Xingsheng Wang
·Paper Publications
Indexed by: Journal paper
First Author: Fan Yang
Correspondence Author: Xingsheng Wang
Co-author: Nan Li,Letian Wang,Pinfeng Jiang,Xiangshui Miao
Journal: IEEE Transactions On Very Large Scale Integration Systems
Included Journals: SCI
Affiliation of Author(s): 华中科技大学
Place of Publication: 美国
DOI number: 10.1109/TVLSI.2024.3521394
Date of Publication: 2025-02-18
Abstract: The demand for edge artificial intelligence (AI) is significant, particularly in revolutionary technological areas such as the Internet of Things, autonomous driving, and industrial control. However, reliable and high-performance edge AI is still constrained by computing hardware, and improving the performance and reliability of edge AI accelerators remains a key focus for researchers. This work proposes a memristor/resistive random access memory (RRAM)-based island-style systolic array reconfigurable accelerator (ISARA) that meets the reliability and performance requirements of edge AI. Inspired by the island-style architecture of FPGAs, this work proposes a flexible-tile architecture based on RRAM processing element (PE) islands, optimizing the data flow within the systolic array.

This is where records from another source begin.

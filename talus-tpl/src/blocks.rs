//! Block context model
//!
//! Blocks are named, repeatable scopes filled by the host before rendering. A
//! block holds rows in append order; every row holds its own variables and may
//! host child blocks of its own. Blocks are addressed by dotted paths, each
//! segment below the root resolving inside the *last* row of its parent, so
//! `posts.comments` means "the comments of the current post".
//!
//! ```rust
//! use talus_tpl::Blocks;
//!
//! let mut blocks = Blocks::default();
//! blocks.open_block("posts", [("TITLE", "First")]).unwrap();
//! blocks.open_block("posts.comments", [("TEXT", "Nice")]).unwrap();
//! blocks.open_block("posts", [("TITLE", "Second")]).unwrap();
//! assert_eq!(blocks.resolve("posts", "TITLE").unwrap().to_string(), "Second");
//! assert!(blocks.resolve("posts.comments", "TEXT").is_err());
//! ```
//!
//! Each row exposes derived fields next to its variables: `FIRST` (`is_first`),
//! `LAST` (`is_last`), `CURRENT` (`current`, the 1-based position) and `SIZE_OF`
//! (`size`, the row count of the block). The row count is shared by every row
//! of a block, so earlier rows observe rows appended after them.

use std::{cell::Cell, rc::Rc};

use indexmap::IndexMap;
use tracing::trace;

use crate::{
    error::BlockError,
    value::{Binding, Value},
};

#[derive(Debug, Clone)]
pub struct Row {
    vars: IndexMap<String, Binding>,
    first: bool,
    last: bool,
    position: usize,
    count: Rc<Cell<usize>>,
    children: IndexMap<String, Block>,
}

impl Row {
    pub fn is_first(&self) -> bool {
        self.first
    }

    pub fn is_last(&self) -> bool {
        self.last
    }

    /// 1-based position in the block
    pub fn position(&self) -> usize {
        self.position
    }

    /// Rows in the block, as of now
    pub fn count(&self) -> usize {
        self.count.get()
    }

    /// A derived field or a variable of this row
    pub fn get(&self, field: &str) -> Option<Value> {
        match field {
            "FIRST" | "is_first" => Some(Value::Bool(self.first)),
            "LAST" | "is_last" => Some(Value::Bool(self.last)),
            "CURRENT" | "current" => Some(self.position.into()),
            "SIZE_OF" | "size" => Some(self.count().into()),
            _ => self.vars.get(field).map(Binding::get),
        }
    }

    pub fn child(&self, name: &str) -> Option<&Block> {
        self.children.get(name)
    }
}

/// The rows of one block
#[derive(Debug, Clone, Default)]
pub struct Block {
    rows: Vec<Row>,
    count: Rc<Cell<usize>>,
}

impl Block {
    pub fn rows(&self) -> &[Row] {
        &self.rows
    }

    pub fn len(&self) -> usize {
        self.rows.len()
    }

    pub fn is_empty(&self) -> bool {
        self.rows.is_empty()
    }

    /// The most recently appended row
    pub fn current(&self) -> Option<&Row> {
        self.rows.last()
    }

    /// Appends a row, returning its index
    pub fn append(&mut self, vars: IndexMap<String, Binding>) -> usize {
        if let Some(previous) = self.rows.last_mut() {
            previous.last = false;
        }
        let index = self.rows.len();
        self.count.set(index + 1);
        self.rows.push(Row {
            vars,
            first: index == 0,
            last: true,
            position: index + 1,
            count: self.count.clone(),
            children: IndexMap::new(),
        });
        index
    }

    /// One `{key, value}` row per item of a list or map; other values have no rows
    pub fn from_collection(collection: &Value) -> Self {
        let mut block = Block::default();
        let mut push = |key: Value, value: &Value| {
            let mut vars = IndexMap::with_capacity(2);
            vars.insert("key".to_string(), Binding::Owned(key));
            vars.insert("value".to_string(), Binding::Owned(value.clone()));
            block.append(vars);
        };
        match collection {
            Value::List(list) => list
                .iter()
                .enumerate()
                .for_each(|(index, item)| push(index.into(), item)),
            Value::Map(map) => map
                .iter()
                .for_each(|(key, item)| push(key.as_str().into(), item)),
            _ => (),
        }
        block
    }
}

/// Address of a row: the row index taken at each segment of its block path
#[derive(Debug, Clone, PartialEq, Eq)]
pub struct RowHandle {
    path: Vec<(String, usize)>,
}

impl RowHandle {
    pub fn path(&self) -> String {
        self.path
            .iter()
            .map(|(name, _)| name.as_str())
            .collect::<Vec<_>>()
            .join(".")
    }

    /// 0-based index of the row in its block
    pub fn index(&self) -> usize {
        self.path.last().map_or(0, |(_, index)| *index)
    }
}

/// The block tree of one render
#[derive(Debug, Clone, Default)]
pub struct Blocks {
    roots: IndexMap<String, Block>,
}

impl Blocks {
    /// Appends a row to the block at `path`, creating the block on its first row.
    /// Every ancestor must already have a row.
    pub fn open_block<K, V, I>(&mut self, path: &str, row: I) -> Result<RowHandle, BlockError>
    where
        K: Into<String>,
        V: Into<Value>,
        I: IntoIterator<Item = (K, V)>,
    {
        let vars = row
            .into_iter()
            .map(|(name, value)| (name.into(), Binding::Owned(value.into())))
            .collect();
        self.open_block_with(path, vars)
    }

    /// Same as [`Blocks::open_block`] with bindings, which may be shared
    pub fn open_block_with(
        &mut self,
        path: &str,
        vars: IndexMap<String, Binding>,
    ) -> Result<RowHandle, BlockError> {
        let segments: Vec<&str> = path.split('.').collect();
        let (name, ancestors) = match segments.split_last() {
            Some((name, ancestors)) if !name.is_empty() => (*name, ancestors),
            _ => return Err(BlockError::UnknownParentBlock(path.to_string())),
        };
        let mut handle = Vec::with_capacity(segments.len());
        let mut level = &mut self.roots;
        for ancestor in ancestors {
            let row = level
                .get_mut(*ancestor)
                .and_then(|block| {
                    let index = block.rows.len().checked_sub(1)?;
                    Some((index, block.rows.last_mut()?))
                })
                .ok_or_else(|| BlockError::UnknownParentBlock(path.to_string()))?;
            handle.push((ancestor.to_string(), row.0));
            level = &mut row.1.children;
        }
        let index = level.entry(name.to_string()).or_default().append(vars);
        handle.push((name.to_string(), index));
        trace!(block = path, row = index, "opened block row");
        Ok(RowHandle { path: handle })
    }

    /// The block at `path`, descending through the current rows of its ancestors
    pub fn block(&self, path: &[String]) -> Option<&Block> {
        let (first, rest) = path.split_first()?;
        let mut block = self.roots.get(first)?;
        for segment in rest {
            block = block.current()?.child(segment)?;
        }
        Some(block)
    }

    /// Handle of the current row of the block at `path`
    pub fn current_row(&self, path: &str) -> Result<RowHandle, BlockError> {
        let undefined = || BlockError::UndefinedBlockVariable {
            path: path.to_string(),
            field: String::new(),
        };
        let mut handle = Vec::new();
        let mut level = &self.roots;
        for segment in path.split('.') {
            let block = level.get(segment).ok_or_else(undefined)?;
            let index = block.rows.len().checked_sub(1).ok_or_else(undefined)?;
            handle.push((segment.to_string(), index));
            level = &block.rows[index].children;
        }
        Ok(RowHandle { path: handle })
    }

    /// A field of the current row of the block at `path`
    pub fn resolve(&self, path: &str, field: &str) -> Result<Value, BlockError> {
        let segments: Vec<String> = path.split('.').map(str::to_string).collect();
        self.block(&segments)
            .and_then(Block::current)
            .and_then(|row| row.get(field))
            .ok_or_else(|| BlockError::UndefinedBlockVariable {
                path: path.to_string(),
                field: field.to_string(),
            })
    }

    pub fn row(&self, handle: &RowHandle) -> Option<&Row> {
        let mut level = &self.roots;
        let mut found = None;
        for (name, index) in &handle.path {
            let row = level.get(name)?.rows.get(*index)?;
            level = &row.children;
            found = Some(row);
        }
        found
    }
}

#[cfg(test)]
mod tests {
    use super::*;

    #[test]
    fn derives_row_metadata() {
        let mut blocks = Blocks::default();
        let handles: Vec<RowHandle> = ["a", "b", "c"]
            .iter()
            .map(|name| blocks.open_block("items", [("NAME", *name)]).unwrap())
            .collect();
        let rows: Vec<&Row> = handles.iter().map(|handle| blocks.row(handle).unwrap()).collect();

        assert!(rows[0].is_first() && !rows[0].is_last());
        assert_eq!(rows[0].position(), 1);
        assert!(!rows[1].is_first() && !rows[1].is_last());
        assert_eq!(rows[1].position(), 2);
        assert!(!rows[2].is_first() && rows[2].is_last());
        assert_eq!(rows[2].position(), 3);
        for row in &rows {
            assert_eq!(row.count(), 3);
            assert_eq!(row.get("SIZE_OF"), Some(Value::Int(3)));
        }
        assert_eq!(rows[1].get("CURRENT"), Some(Value::Int(2)));
        assert_eq!(rows[2].get("is_last"), Some(Value::Bool(true)));
    }

    #[test]
    fn count_is_shared_while_appending() {
        let mut blocks = Blocks::default();
        let first = blocks.open_block("items", [("N", 1)]).unwrap();
        assert_eq!(blocks.row(&first).unwrap().count(), 1);
        blocks.open_block("items", [("N", 2)]).unwrap();
        assert_eq!(blocks.row(&first).unwrap().count(), 2);
        assert!(!blocks.row(&first).unwrap().is_last());
    }

    #[test]
    fn children_are_row_local() {
        let mut blocks = Blocks::default();
        blocks.open_block("posts", [("TITLE", "one")]).unwrap();
        blocks.open_block("posts.comments", [("TEXT", "a")]).unwrap();
        blocks.open_block("posts.comments", [("TEXT", "b")]).unwrap();
        blocks.open_block("posts", [("TITLE", "two")]).unwrap();
        let handle = blocks.open_block("posts.comments", [("TEXT", "c")]).unwrap();

        assert_eq!(handle.path(), "posts.comments");
        assert_eq!(handle.index(), 0);
        assert_eq!(blocks.resolve("posts.comments", "TEXT").unwrap(), Value::from("c"));
        assert_eq!(blocks.resolve("posts.comments", "SIZE_OF").unwrap(), Value::Int(1));
        let first_post = &blocks.roots["posts"].rows()[0];
        assert_eq!(first_post.child("comments").unwrap().len(), 2);
    }

    #[test]
    fn parents_must_exist() {
        let mut blocks = Blocks::default();
        assert_eq!(
            blocks.open_block("posts.comments", [("TEXT", "a")]),
            Err(BlockError::UnknownParentBlock("posts.comments".to_string()))
        );
        assert!(blocks.open_block("", [("A", 1)]).is_err());
    }

    #[test]
    fn undefined_fields_fail() {
        let mut blocks = Blocks::default();
        blocks.open_block("posts", [("TITLE", "one")]).unwrap();
        assert_eq!(
            blocks.resolve("posts", "BODY"),
            Err(BlockError::UndefinedBlockVariable {
                path: "posts".to_string(),
                field: "BODY".to_string()
            })
        );
        assert!(blocks.resolve("missing", "TITLE").is_err());
        assert!(blocks.current_row("missing").is_err());
    }

    #[test]
    fn current_row_handles() {
        let mut blocks = Blocks::default();
        blocks.open_block("posts", [("TITLE", "one")]).unwrap();
        let second = blocks.open_block("posts", [("TITLE", "two")]).unwrap();
        let comment = blocks.open_block("posts.comments", [("TEXT", "hi")]).unwrap();

        let current = blocks.current_row("posts").unwrap();
        assert_eq!(current, second);
        assert_eq!(current.index(), 1);
        assert_eq!(blocks.row(&current).unwrap().position(), 2);
        assert_eq!(blocks.current_row("posts.comments").unwrap(), comment);
        assert_eq!(comment.path(), "posts.comments");

        blocks.open_block("posts", [("TITLE", "three")]).unwrap();
        assert!(blocks.current_row("posts.comments").is_err());
    }

    #[test]
    fn builds_rows_from_collections() {
        let block = Block::from_collection(&Value::from(vec!["x", "y"]));
        assert_eq!(block.len(), 2);
        assert_eq!(block.rows()[1].get("key"), Some(Value::Int(1)));
        assert_eq!(block.rows()[1].get("value"), Some(Value::from("y")));
        assert!(Block::from_collection(&Value::Null).is_empty());
        let map: Value = [("k", 1)].into_iter().collect();
        assert_eq!(Block::from_collection(&map).rows()[0].get("key"), Some(Value::from("k")));
    }
}
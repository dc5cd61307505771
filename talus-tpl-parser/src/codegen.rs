// MIT License
//
// Copyright (c) 2024 Jerome Johnson
//
// Permission is hereby granted, free of charge, to any person obtaining a copy
// of this software and associated documentation files (the "Software"), to deal
// in the Software without restriction, including without limitation the rights
// to use, copy, modify, merge, publish, distribute, sublicense, and/or sell
// copies of the Software, and to permit persons to whom the Software is
// furnished to do so, subject to the following conditions:
//
// The above copyright notice and this permission notice shall be included in all
// copies or substantial portions of the Software.
//
// THE SOFTWARE IS PROVIDED "AS IS", WITHOUT WARRANTY OF ANY KIND, EXPRESS OR
// IMPLIED, INCLUDING BUT NOT LIMITED TO THE WARRANTIES OF MERCHANTABILITY,
// FITNESS FOR A PARTICULAR PURPOSE AND NONINFRINGEMENT. IN NO EVENT SHALL THE
// AUTHORS OR COPYRIGHT HOLDERS BE LIABLE FOR ANY CLAIM, DAMAGES OR OTHER
// LIABILITY, WHETHER IN AN ACTION OF CONTRACT, TORT OR OTHERWISE, ARISING FROM,
// OUT OF OR IN CONNECTION WITH THE SOFTWARE OR THE USE OR OTHER DEALINGS IN THE
// SOFTWARE.


//! Flattening of the syntax tree into the instruction stream
//!
//! Layout of an iteration without an empty branch:
//!
//! ```text
//! open{skip: close + 1}  body…  close{body: open + 1}
//! ```
//!
//! and with one:
//!
//! ```text
//! open{skip: else + 1}  body…  else{body: open + 1, end: close + 1}  empty…  close{body: open + 1}
//! ```
//!
//! A condition chains its branches through `next` and leaves through `end`, the
//! index of its `EndIf`.

use crate::{ast::Node, program::Instruction};

fn push(instructions: &mut Vec<Instruction>, instruction: Instruction) -> usize {
    instructions.push(instruction);
    instructions.len() - 1
}

fn emit_into(nodes: Vec<Node>, instructions: &mut Vec<Instruction>) {
    for node in nodes {
        match node {
            Node::Text(text) => {
                push(instructions, Instruction::Text(text));
            }
            Node::Print(expr) => {
                push(instructions, Instruction::Print(expr));
            }
            Node::Set {
                name,
                subscripts,
                value,
            } => {
                push(
                    instructions,
                    Instruction::Set {
                        name,
                        subscripts,
                        value,
                    },
                );
            }
            Node::Include { target, once, kind } => {
                push(instructions, Instruction::Include { target, once, kind });
            }
            Node::If { branches, otherwise } => {
                let mut heads = Vec::with_capacity(branches.len() + 1);
                for (at, (cond, body)) in branches.into_iter().enumerate() {
                    let head = match at {
                        0 => Instruction::If { cond, next: 0 },
                        _ => Instruction::ElseIf { cond, next: 0, end: 0 },
                    };
                    heads.push(push(instructions, head));
                    emit_into(body, instructions);
                }
                if let Some(otherwise) = otherwise {
                    heads.push(push(instructions, Instruction::Else { end: 0 }));
                    emit_into(otherwise, instructions);
                }
                let end = push(instructions, Instruction::EndIf);
                for (at, head) in heads.iter().enumerate() {
                    let following = heads.get(at + 1).copied().unwrap_or(end);
                    match &mut instructions[*head] {
                        Instruction::If { next, .. } => *next = following,
                        Instruction::ElseIf { next, end: exit, .. } => {
                            *next = following;
                            *exit = end;
                        }
                        Instruction::Else { end: exit } => *exit = end,
                        _ => (),
                    }
                }
            }
            Node::Each {
                id,
                alias,
                source,
                body,
                empty,
            } => {
                let open = push(
                    instructions,
                    Instruction::BlockOpen {
                        id,
                        alias,
                        source,
                        skip: 0,
                    },
                );
                emit_into(body, instructions);
                let skip = match empty {
                    Some(empty) => {
                        let otherwise = push(
                            instructions,
                            Instruction::BlockElse {
                                id,
                                body: open + 1,
                                end: 0,
                            },
                        );
                        emit_into(empty, instructions);
                        let close = push(instructions, Instruction::BlockClose { id, body: open + 1 });
                        if let Instruction::BlockElse { end, .. } = &mut instructions[otherwise] {
                            *end = close + 1;
                        }
                        otherwise + 1
                    }
                    None => push(instructions, Instruction::BlockClose { id, body: open + 1 }) + 1,
                };
                if let Instruction::BlockOpen { skip: target, .. } = &mut instructions[open] {
                    *target = skip;
                }
            }
        }
    }
}

pub(crate) fn emit(nodes: Vec<Node>) -> Vec<Instruction> {
    let mut instructions = Vec::new();
    emit_into(nodes, &mut instructions);
    instructions
}

/// Drops empty text and merges adjacent text. With `whitespace` set, text made
/// only of whitespace between two directives is dropped as well. Jump targets are
/// remapped onto the surviving instructions.
pub(crate) fn compact(instructions: Vec<Instruction>, whitespace: bool) -> Vec<Instruction> {
    let directive = |at: usize| instructions.get(at).is_some_and(Instruction::is_directive);
    let mut remap = Vec::with_capacity(instructions.len() + 1);
    let mut kept: Vec<Instruction> = Vec::with_capacity(instructions.len());
    for (at, instruction) in instructions.iter().enumerate() {
        remap.push(kept.len());
        if let Instruction::Text(text) = instruction {
            if text.is_empty() {
                continue;
            }
            if whitespace && text.trim().is_empty() && at > 0 && directive(at - 1) && directive(at + 1) {
                continue;
            }
            if let Some(Instruction::Text(previous)) = kept.last_mut() {
                previous.push_str(text);
                continue;
            }
        }
        kept.push(instruction.clone());
    }
    remap.push(kept.len());
    for instruction in &mut kept {
        instruction.retarget(|target| remap[target]);
    }
    kept
}

#[cfg(test)]
mod tests {
    use super::*;
    use crate::program::{Access, Condition, Expr, Piece, Reference, Source};

    fn var(name: &str) -> Expr {
        Expr::Access(Access {
            reference: Reference::Var(name.to_string()),
            subscripts: vec![],
        })
    }

    fn cond(text: &str) -> Condition {
        Condition {
            pieces: vec![Piece::Text(text.to_string())],
        }
    }

    #[test]
    fn links_condition_branches() {
        let instructions = emit(vec![Node::If {
            branches: vec![
                (cond("a"), vec![Node::Text("A".to_string())]),
                (cond("b"), vec![Node::Text("B".to_string())]),
            ],
            otherwise: Some(vec![Node::Text("C".to_string())]),
        }]);
        assert_eq!(instructions[0], Instruction::If { cond: cond("a"), next: 2 });
        assert_eq!(
            instructions[2],
            Instruction::ElseIf {
                cond: cond("b"),
                next: 4,
                end: 6
            }
        );
        assert_eq!(instructions[4], Instruction::Else { end: 6 });
        assert_eq!(instructions[6], Instruction::EndIf);
    }

    #[test]
    fn links_iteration_with_empty_branch() {
        let instructions = emit(vec![Node::Each {
            id: 1,
            alias: "item".to_string(),
            source: Source::Collection(var("ITEMS")),
            body: vec![Node::Print(var("X"))],
            empty: Some(vec![Node::Text("none".to_string())]),
        }]);
        assert!(matches!(instructions[0], Instruction::BlockOpen { skip: 3, .. }));
        assert_eq!(
            instructions[2],
            Instruction::BlockElse {
                id: 1,
                body: 1,
                end: 5
            }
        );
        assert_eq!(instructions[4], Instruction::BlockClose { id: 1, body: 1 });
    }

    #[test]
    fn links_iteration() {
        let instructions = emit(vec![Node::Each {
            id: 1,
            alias: "item".to_string(),
            source: Source::Collection(var("ITEMS")),
            body: vec![Node::Print(var("X"))],
            empty: None,
        }]);
        assert!(matches!(instructions[0], Instruction::BlockOpen { skip: 3, .. }));
        assert_eq!(instructions[2], Instruction::BlockClose { id: 1, body: 1 });
    }

    #[test]
    fn compacts_and_remaps() {
        let instructions = vec![
            Instruction::If { cond: cond("a"), next: 4 },
            Instruction::Text("\n  ".to_string()),
            Instruction::Print(var("X")),
            Instruction::Text("\n".to_string()),
            Instruction::EndIf,
            Instruction::Text("a".to_string()),
            Instruction::Text("".to_string()),
            Instruction::Text("b".to_string()),
        ];
        let loose = compact(instructions.clone(), false);
        assert_eq!(loose.len(), 6);
        assert_eq!(loose[5], Instruction::Text("ab".to_string()));
        assert_eq!(loose[0], Instruction::If { cond: cond("a"), next: 4 });

        let tight = compact(instructions, true);
        assert_eq!(tight.len(), 4);
        assert_eq!(tight[0], Instruction::If { cond: cond("a"), next: 2 });
        assert_eq!(tight[3], Instruction::Text("ab".to_string()));
    }
}
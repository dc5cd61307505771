//! Compiled program stores
//!
//! A cache answers one question for the staleness gate, "was the program for
//! this template stored after its source last changed?", and stores or fetches
//! programs by template id.

use std::{
    collections::HashMap,
    fs, io,
    path::{Path, PathBuf},
    sync::{Mutex, PoisonError},
    time::SystemTime,
};

use percent_encoding::{utf8_percent_encode, AsciiSet, NON_ALPHANUMERIC};
use talus_tpl_parser::Program;

use crate::error::{Error, Result};

pub trait Cache: Send + Sync {
    /// Returns true if a program for `id` was stored after `modified`. A store in
    /// the same clock tick as the change is stale.
    fn is_fresh(&self, id: &str, modified: SystemTime) -> bool;

    fn load(&self, id: &str) -> Result<Option<Program>>;

    fn store(&self, id: &str, program: &Program) -> Result<()>;
}

/// Programs kept for the lifetime of the process
#[derive(Debug, Default)]
pub struct MemoryCache {
    programs: Mutex<HashMap<String, (SystemTime, Program)>>,
}

impl MemoryCache {
    pub fn new() -> Self {
        Self::default()
    }
}

impl Cache for MemoryCache {
    fn is_fresh(&self, id: &str, modified: SystemTime) -> bool {
        self.programs
            .lock()
            .unwrap_or_else(PoisonError::into_inner)
            .get(id)
            .is_some_and(|(stored, _)| *stored > modified)
    }

    fn load(&self, id: &str) -> Result<Option<Program>> {
        Ok(self
            .programs
            .lock()
            .unwrap_or_else(PoisonError::into_inner)
            .get(id)
            .map(|(_, program)| program.clone()))
    }

    fn store(&self, id: &str, program: &Program) -> Result<()> {
        self.programs
            .lock()
            .unwrap_or_else(PoisonError::into_inner)
            .insert(id.to_string(), (SystemTime::now(), program.clone()));
        Ok(())
    }
}

/// Bytes of an id kept as they are in artifact file names
const FILE_NAME: &AsciiSet = &NON_ALPHANUMERIC.remove(b'.').remove(b'-').remove(b'_');

/// Programs stored as JSON files in a directory, fresh by file modification time
#[derive(Debug, Clone)]
pub struct DirectoryCache {
    dir: PathBuf,
}

impl DirectoryCache {
    pub fn new(dir: impl Into<PathBuf>) -> Self {
        Self { dir: dir.into() }
    }

    pub fn dir(&self) -> &Path {
        &self.dir
    }

    /// `<percent-encoded id>.json`, one distinct file per id
    fn file(&self, id: &str) -> PathBuf {
        self.dir.join(format!("{}.json", utf8_percent_encode(id, FILE_NAME)))
    }
}

impl Cache for DirectoryCache {
    fn is_fresh(&self, id: &str, modified: SystemTime) -> bool {
        fs::metadata(self.file(id))
            .and_then(|metadata| metadata.modified())
            .is_ok_and(|stored| stored > modified)
    }

    fn load(&self, id: &str) -> Result<Option<Program>> {
        let file = self.file(id);
        match fs::read_to_string(&file) {
            Ok(json) => Ok(Some(serde_json::from_str(&json)?)),
            Err(error) if error.kind() == io::ErrorKind::NotFound => Ok(None),
            Err(error) => Err(Error::io(&file, error)),
        }
    }

    fn store(&self, id: &str, program: &Program) -> Result<()> {
        fs::create_dir_all(&self.dir).map_err(|error| Error::io(&self.dir, error))?;
        let file = self.file(id);
        let json = serde_json::to_string(program)?;
        fs::write(&file, json).map_err(|error| Error::io(&file, error))
    }
}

The design of network-on-chip reduces data processing latency. In addition, to enhance computational efficiency, this work incorporates a bit-fusion scheme within the flexible tile, which reduces analog-to-digital converter (ADC) power consumption and addresses the conductance variation of RRAM. To date, only a few works have completed the entire process from simulation, design, and fabrication to hardware testing. This work fully realizes the design and validation of a new accelerator based on RRAM chips, demonstrating the reliability of RRAM-based systolic array accelerators for the first time. After deploying algorithms, the hardware accelerator achieved recognition rates comparable to software. Compared to similar works, ISARA's computational efficiency exceeds theirs and has flexible reconfigurability. The same deep neural network (DNN) models are adopted for evaluation and compared to other accelerators, and ISARA's processing latency is reduced by 200 times.